Silaturahmi ke Tanah Leluhur Lombok Barat, Rachmat Hidayat Beri Kursi Roda untuk Warga dan Lansia Penderita Lumpuh

MATARAM-Anggota Komisi VIII DPR RI, H Rachmat Hidayat, silaturahmi dan mengunjungi tanah leluhurnya di Dusun Kerangkeng, Desa Banyumulek, Kecamatan Kediri, Lombok Barat, Provinsi Nusa Tenggara Barat (NTB), Minggu (14/1/2024) pagi.

Bukan hanya sekadar datang bernostalgia, tokoh kharismatik Bumi Gora ini juga menyerahkan bantuan kursi roda untuk warga dan para lansia yang menderita penyakit lumpuh agar mobilitas mereka tak lagi terbatas.

“Dari dusun Kerangkeng ini, akar dan identitas saya berasal. Tempat di mana sejarah dan kisah keluarga kami tumbuh bersama dan menjadi pondasi kuat yang membentuk diri dan memberikan makna pada perjalanan hidup saya,” ucap Rachmat.

Di kampung padat penduduk tersebut, warga menyemut menyambut kedatangan Rachmat. Dalam kunjungan kali ini, Ketua DPD PDI Perjuangan NTB tersebut didampingi Ketua Bamusi (Baitul Muslimin Indonesia) NTB, TGH Muhamad Subki Sasaki yang juga Ketua Forum Kerukunan Umat Beragama (FKUB) NTB. Turut pula menyongsong kedatangan Rachmat adalah Anggota DPRD Lombok Barat Lalu Muhammad, yang juga merupakan Ketua DPC PDIP Lombok Barat, Bendahara DPC PDIP Lombok Barat , Sri Wardany serta mantan Anggota DPRD Lombok Barat, Lalu Sahdan Bahdiaktar.

Dusun Kerangkeng adalah kampung asal muasal Papuk Ratminah, yang merupakan nenek dari Rachmat Hidayat. Politisi senior NTB itu menuturkan, sang nenek menikah ke Rumbuk, Lombok Timur, yang merupakan kampung kelahiran Rachmat Hidayat, dengan memboyong harta bendanya dari Kerangkekng dan diinvestasikan kembali di Rumbuk hingga berkembang dan diwariskan kepada anak cucunya.
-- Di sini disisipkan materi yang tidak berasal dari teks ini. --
use crate::classify::is_live_status;
use crate::dns::Pins;
use crate::error::Result;
use crate::result::{FailureKind, ProbeMethod, ProbeResult, Scheme};
use futures::StreamExt;
use futures::stream::FuturesUnordered;
use reqwest::header::{CONTENT_TYPE, HeaderName, RANGE, SERVER};
use reqwest::{Client, ClientBuilder, Method, Response};
use std::time::{Duration, Instant};
use tracing::debug;
use url::Url;

/// Ceiling for a single HEAD/OPTIONS/ranged GET attempt.
const ATTEMPT_TIMEOUT: Duration = Duration::from_secs(3);
/// Ceiling for the unranged GET issued only to find a title.
const TITLE_RETRY_TIMEOUT: Duration = Duration::from_secs(4);
const TITLE_MAX_CHARS: usize = 100;

pub const DEFAULT_USER_AGENT: &str = "hostsweep/0.1 (HTTP subdomain enumerator)";

/// Knobs for the HTTP side of verification.
#[derive(Debug, Clone)]
pub struct ProbeSettings {
    pub request_timeout: Duration,
    pub max_response_bytes: usize,
    pub verify_ssl: bool,
    pub get_fallback: bool,
    pub user_agent: String,
    pub pins: Pins,
}

impl Default for ProbeSettings {
    fn default() -> Self {
        Self {
            request_timeout: Duration::from_secs(5),
            max_response_bytes: 4096,
            verify_ssl: false,
            get_fallback: true,
            user_agent: DEFAULT_USER_AGENT.to_string(),
            pins: Pins::new(),
        }
    }
}

#[derive(Debug, Clone)]
pub struct ProbeOutcome {
    pub live: bool,
    pub result: ProbeResult,
}

impl ProbeOutcome {
    fn hit(result: ProbeResult) -> Self {
        Self { live: true, result }
    }

    fn miss(result: ProbeResult) -> Self {
        Self {
            live: false,
            result,
        }
    }
}

/// Runs the HEAD → OPTIONS → limited GET ladder against one hostname.
pub struct Prober {
    /// HEAD and OPTIONS never follow redirects.
    direct: Client,
    /// Limited GET follows redirects to land on the final page.
    following: Client,
    attempt_timeout: Duration,
    title_retry_timeout: Duration,
    max_response_bytes: usize,
    get_fallback: bool,
}

impl Prober {
    pub fn new(settings: &ProbeSettings) -> Result<Self> {
        let direct = Self::client_builder(settings)
            .redirect(reqwest::redirect::Policy::none())
            .build()?;
        let following = Self::client_builder(settings)
            .redirect(reqwest::redirect::Policy::limited(5))
            .build()?;

        Ok(Self {
            direct,
            following,
            attempt_timeout: ATTEMPT_TIMEOUT.min(settings.request_timeout),
            title_retry_timeout: TITLE_RETRY_TIMEOUT.min(settings.request_timeout),
            max_response_bytes: settings.max_response_bytes.max(1),
            get_fallback: settings.get_fallback,
        })
    }

    fn client_builder(settings: &ProbeSettings) -> ClientBuilder {
        let mut builder = Client::builder()
            .user_agent(settings.user_agent.as_str())
            .timeout(settings.request_timeout)
            .connect_timeout(settings.request_timeout.min(Duration::from_secs(3)))
            .pool_max_idle_per_host(4)
            .pool_idle_timeout(Duration::from_secs(30))
            .tcp_keepalive(Duration::from_secs(60))
            .danger_accept_invalid_certs(!settings.verify_ssl);

        for (host, addr) in settings.pins.iter() {
            builder = builder.resolve(host, *addr);
        }
        builder
    }

    pub fn get_fallback_enabled(&self) -> bool {
        self.get_fallback
    }

    /// Escalate through the probe tiers until one scheme answers with a live status.
    pub async fn probe(&self, host: &str) -> ProbeOutcome {
        let started = Instant::now();

        let mut tiers = vec![ProbeMethod::Head, ProbeMethod::Options];
        if self.get_fallback {
            tiers.push(ProbeMethod::LimitedGet);
        }

        let mut last_miss = ProbeResult::new(host);
        for method in tiers {
            match self.race_schemes(method, host, started).await {
                Ok(result) => {
                    debug!(
                        "{} live via {} {} ({:?})",
                        host,
                        method,
                        result.scheme.map(|s| s.as_str()).unwrap_or("?"),
                        result.status_code
                    );
                    return ProbeOutcome::hit(result);
                }
                Err(miss) => {
                    debug!("{} {} tier failed: {:?}", host, method, miss.error);
                    last_miss = miss;
                }
            }
        }

        ProbeOutcome::miss(last_miss)
    }

    /// Race https and http for one tier. The first live answer wins and the
    /// other attempt is dropped mid-flight.
    async fn race_schemes(
        &self,
        method: ProbeMethod,
        host: &str,
        started: Instant,
    ) -> std::result::Result<ProbeResult, ProbeResult> {
        let mut attempts: FuturesUnordered<_> = Scheme::ALL
            .iter()
            .map(|scheme| self.attempt(method, *scheme, host, started))
            .collect();

        let mut last_miss = None;
        while let Some(outcome) = attempts.next().await {
            if outcome.live {
                return Ok(outcome.result);
            }
            last_miss = Some(outcome.result);
        }

        Err(last_miss.unwrap_or_else(|| ProbeResult::new(host)))
    }

    async fn attempt(
        &self,
        method: ProbeMethod,
        scheme: Scheme,
        host: &str,
        started: Instant,
    ) -> ProbeOutcome {
        match method {
            ProbeMethod::Head => self.try_request(Method::HEAD, method, scheme, host, started).await,
            ProbeMethod::Options => {
                self.try_request(Method::OPTIONS, method, scheme, host, started)
                    .await
            }
            ProbeMethod::LimitedGet => {
                self.try_limited_get(ProbeResult::new(host), scheme, host, started)
                    .await
            }
        }
    }

    async fn try_request(
        &self,
        http_method: Method,
        method: ProbeMethod,
        scheme: Scheme,
        host: &str,
        started: Instant,
    ) -> ProbeOutcome {
        let url = scheme.url_for(host);
        let mut result = ProbeResult::new(host);

        let response = match self
            .direct
            .request(http_method, &url)
            .timeout(self.attempt_timeout)
            .send()
            .await
        {
            Ok(response) => response,
            Err(e) => {
                result.error = Some(FailureKind::from_reqwest(&e));
                return ProbeOutcome::miss(result);
            }
        };

        record_response(&mut result, method, scheme, &response, started);

        if !is_live_status(response.status().as_u16()) {
            return ProbeOutcome::miss(result);
        }

        result.detected_by.get_or_insert(method);
        if let Some(addr) = response.remote_addr() {
            result.record_peer(addr.ip());
        }
        ProbeOutcome::hit(result)
    }

    /// Ranged GET that samples at most `max_response_bytes` and looks for a
    /// title. When the sample has none and the page is not an error, one
    /// unranged GET (same byte budget) retries the title only; it does not
    /// change the liveness verdict.
    async fn try_limited_get(
        &self,
        base: ProbeResult,
        scheme: Scheme,
        host: &str,
        started: Instant,
    ) -> ProbeOutcome {
        let url = scheme.url_for(host);
        let mut result = base;

        let mut response = match self
            .following
            .get(&url)
            .header(RANGE, format!("bytes=0-{}", self.max_response_bytes - 1))
            .timeout(self.attempt_timeout)
            .send()
            .await
        {
            Ok(response) => response,
            Err(e) => {
                result.error = Some(FailureKind::from_reqwest(&e));
                return ProbeOutcome::miss(result);
            }
        };

        let final_scheme = Scheme::from_str(response.url().scheme()).unwrap_or(scheme);
        record_response(&mut result, ProbeMethod::LimitedGet, final_scheme, &response, started);
        record_final_url(&mut result, response.url(), scheme, host);

        let status = response.status().as_u16();
        if !is_live_status(status) {
            return ProbeOutcome::miss(result);
        }

        result.error = None;
        result.detected_by.get_or_insert(ProbeMethod::LimitedGet);
        if let Some(addr) = response.remote_addr() {
            result.record_peer(addr.ip());
        }

        let sample = read_sample(&mut response, self.max_response_bytes).await;
        result.sampled_bytes = Some(sample.len());
        result.title = extract_title(&sample);
        let mut last_sample = sample;

        if result.title.is_none() && status < 400 {
            match self
                .following
                .get(&url)
                .timeout(self.title_retry_timeout)
                .send()
                .await
            {
                Ok(mut retry) => {
                    let retry_scheme = Scheme::from_str(retry.url().scheme()).unwrap_or(scheme);
                    let previous_server = result.server.take();
                    record_response(&mut result, ProbeMethod::LimitedGet, retry_scheme, &retry, started);
                    if result.server.is_none() {
                        result.server = previous_server;
                    }
                    record_final_url(&mut result, retry.url(), scheme, host);
                    if let Some(addr) = retry.remote_addr() {
                        result.record_peer(addr.ip());
                    }

                    let sample = read_sample(&mut retry, self.max_response_bytes).await;
                    result.sampled_bytes = Some(sample.len());
                    result.title = extract_title(&sample);
                    last_sample = sample;
                }
                Err(e) => debug!("Title retry for {} failed: {}", url, e),
            }
        }

        if result.title.is_none() {
            result.title_debug = Some(format!(
                "no <title> in first {} bytes; ct={}; url={}",
                result
                    .sampled_bytes
                    .map(|n| n.to_string())
                    .unwrap_or_else(|| "?".to_string()),
                result.content_type.as_deref().unwrap_or(""),
                result.final_url.as_deref().unwrap_or("")
            ));
            debug!(
                "No <title> for {} {} ct={:?} sampled={:?} body='{}'",
                url,
                status,
                result.content_type,
                result.sampled_bytes,
                safe_snippet(&String::from_utf8_lossy(&last_sample), 200)
            );
        }

        ProbeOutcome::hit(result)
    }

    /// Follow-up limited GET for hits confirmed by HEAD or OPTIONS, to fill in
    /// title and final status. The detection tag of the original hit is kept.
    pub async fn enrich(&self, host: &str, result: ProbeResult) -> ProbeResult {
        if result.method.is_some_and(|m| m.is_get()) {
            return result;
        }

        let detected_by = result.detected_by.or(result.method);
        let scheme = result.scheme.unwrap_or(Scheme::Https);
        let outcome = self
            .try_limited_get(result.clone(), scheme, host, Instant::now())
            .await;

        let mut enriched = if outcome.live { outcome.result } else { result };
        enriched.detected_by = detected_by;
        enriched
    }
}

fn record_response(
    result: &mut ProbeResult,
    method: ProbeMethod,
    scheme: Scheme,
    response: &Response,
    started: Instant,
) {
    let header = |name: HeaderName| {
        response
            .headers()
            .get(name)
            .and_then(|v| v.to_str().ok())
            .map(String::from)
    };

    result.method = Some(method);
    result.scheme = Some(scheme);
    result.status_code = Some(response.status().as_u16());
    result.content_type = header(CONTENT_TYPE);
    result.content_length = response.content_length();
    result.server = header(SERVER);
    result.set_elapsed(started.elapsed());
}

fn record_final_url(result: &mut ProbeResult, final_url: &Url, scheme: Scheme, host: &str) {
    let redirected = final_url.scheme() != scheme.as_str()
        || final_url
            .host_str()
            .is_none_or(|h| !h.eq_ignore_ascii_case(host))
        || final_url.path() != "/";
    result.final_url = Some(final_url.to_string());
    result.redirected = Some(redirected);
}

async fn read_sample(response: &mut Response, cap: usize) -> Vec<u8> {
    let mut sample = Vec::with_capacity(cap.min(16 * 1024));
    while sample.len() < cap {
        match response.chunk().await {
            Ok(Some(chunk)) => {
                let take = (cap - sample.len()).min(chunk.len());
                sample.extend_from_slice(&chunk[..take]);
            }
            Ok(None) => break,
            Err(e) => {
                debug!("Body read stopped early: {}", e);
                break;
            }
        }
    }
    sample
}

/// Pull `<title>` out of a raw byte sample. Case-insensitive substring search
/// on lossy UTF-8; no HTML parsing and no charset detection.
pub fn extract_title(sample: &[u8]) -> Option<String> {
    let content = String::from_utf8_lossy(sample);
    // ASCII lowercasing keeps byte offsets aligned with `content`
    let lower = content.to_ascii_lowercase();

    let start = lower.find("<title>")? + "<title>".len();
    let end = start + lower[start..].find("</title>")?;
    if end <= start {
        return None;
    }

    let title = content.get(start..end)?.trim();
    Some(title.chars().take(TITLE_MAX_CHARS).collect())
}

/// Collapse whitespace and cut to `limit` characters for log output.
pub fn safe_snippet(text: &str, limit: usize) -> String {
    text.split_whitespace()
        .collect::<Vec<_>>()
        .join(" ")
        .chars()
        .take(limit)
        .collect()
}

#[cfg(test)]
mod tests {
    use super::*;

    #[test]
    fn test_extract_title_case_insensitive() {
        let html = b"<html><HEAD><TiTlE>  Welcome Home </tItLe></head></html>";
        assert_eq!(extract_title(html), Some("Welcome Home".to_string()));
    }

    #[test]
    fn test_extract_title_missing_or_unclosed() {
        assert_eq!(extract_title(b"<html><body>nothing</body></html>"), None);
        assert_eq!(extract_title(b"<title>cut off by the byte cap"), None);
        assert_eq!(extract_title(b"<title></title>"), None);
    }

    #[test]
    fn test_extract_title_truncates_to_100_chars() {
        let long = "x".repeat(250);
        let html = format!("<title>{}</title>", long);
        let title = extract_title(html.as_bytes()).unwrap();
        assert_eq!(title.chars().count(), 100);
    }

    #[test]
    fn test_extract_title_survives_invalid_utf8() {
        let mut html = b"<title>caf".to_vec();
        html.push(0xff);
        html.extend_from_slice(b"</title>");
        let title = extract_title(&html).unwrap();
        assert!(title.starts_with("caf"));
    }

    #[test]
    fn test_safe_snippet_collapses_whitespace() {
        assert_eq!(safe_snippet("a\n\n  b\tc", 200), "a b c");
        assert_eq!(safe_snippet("abcdef", 3), "abc");
    }
}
Hubungan Rachmat dengan Dusun Kerangkeng tak pernah terputus. Semasa kecil, oleh sang ibunda, Rachmat juga selalu diajak untuk mengunjungi keluarga besar mereka di dusun yang kini berada di pusat desa wisata Banyumulek tersebut. Dalam sekali kunjungan, Rachmat dan sang ibunda bisa menginap hingga lebih dari lima malam di sana.

Setelah menjadi pejabat publik dan pemimpin partai, Rachmat yang telah delapan periode menjadi Anggota Parlemen mulai dari daerah hingga pusat, tetap merawat hubungan dengan kampung leluhurnya tersebut. Kini, sejumlah sepupunya masih hidup dan tinggal di sana serta telah memiliki anak cucu yang menjelma menjadi sebuah keluarga yang sangat besar.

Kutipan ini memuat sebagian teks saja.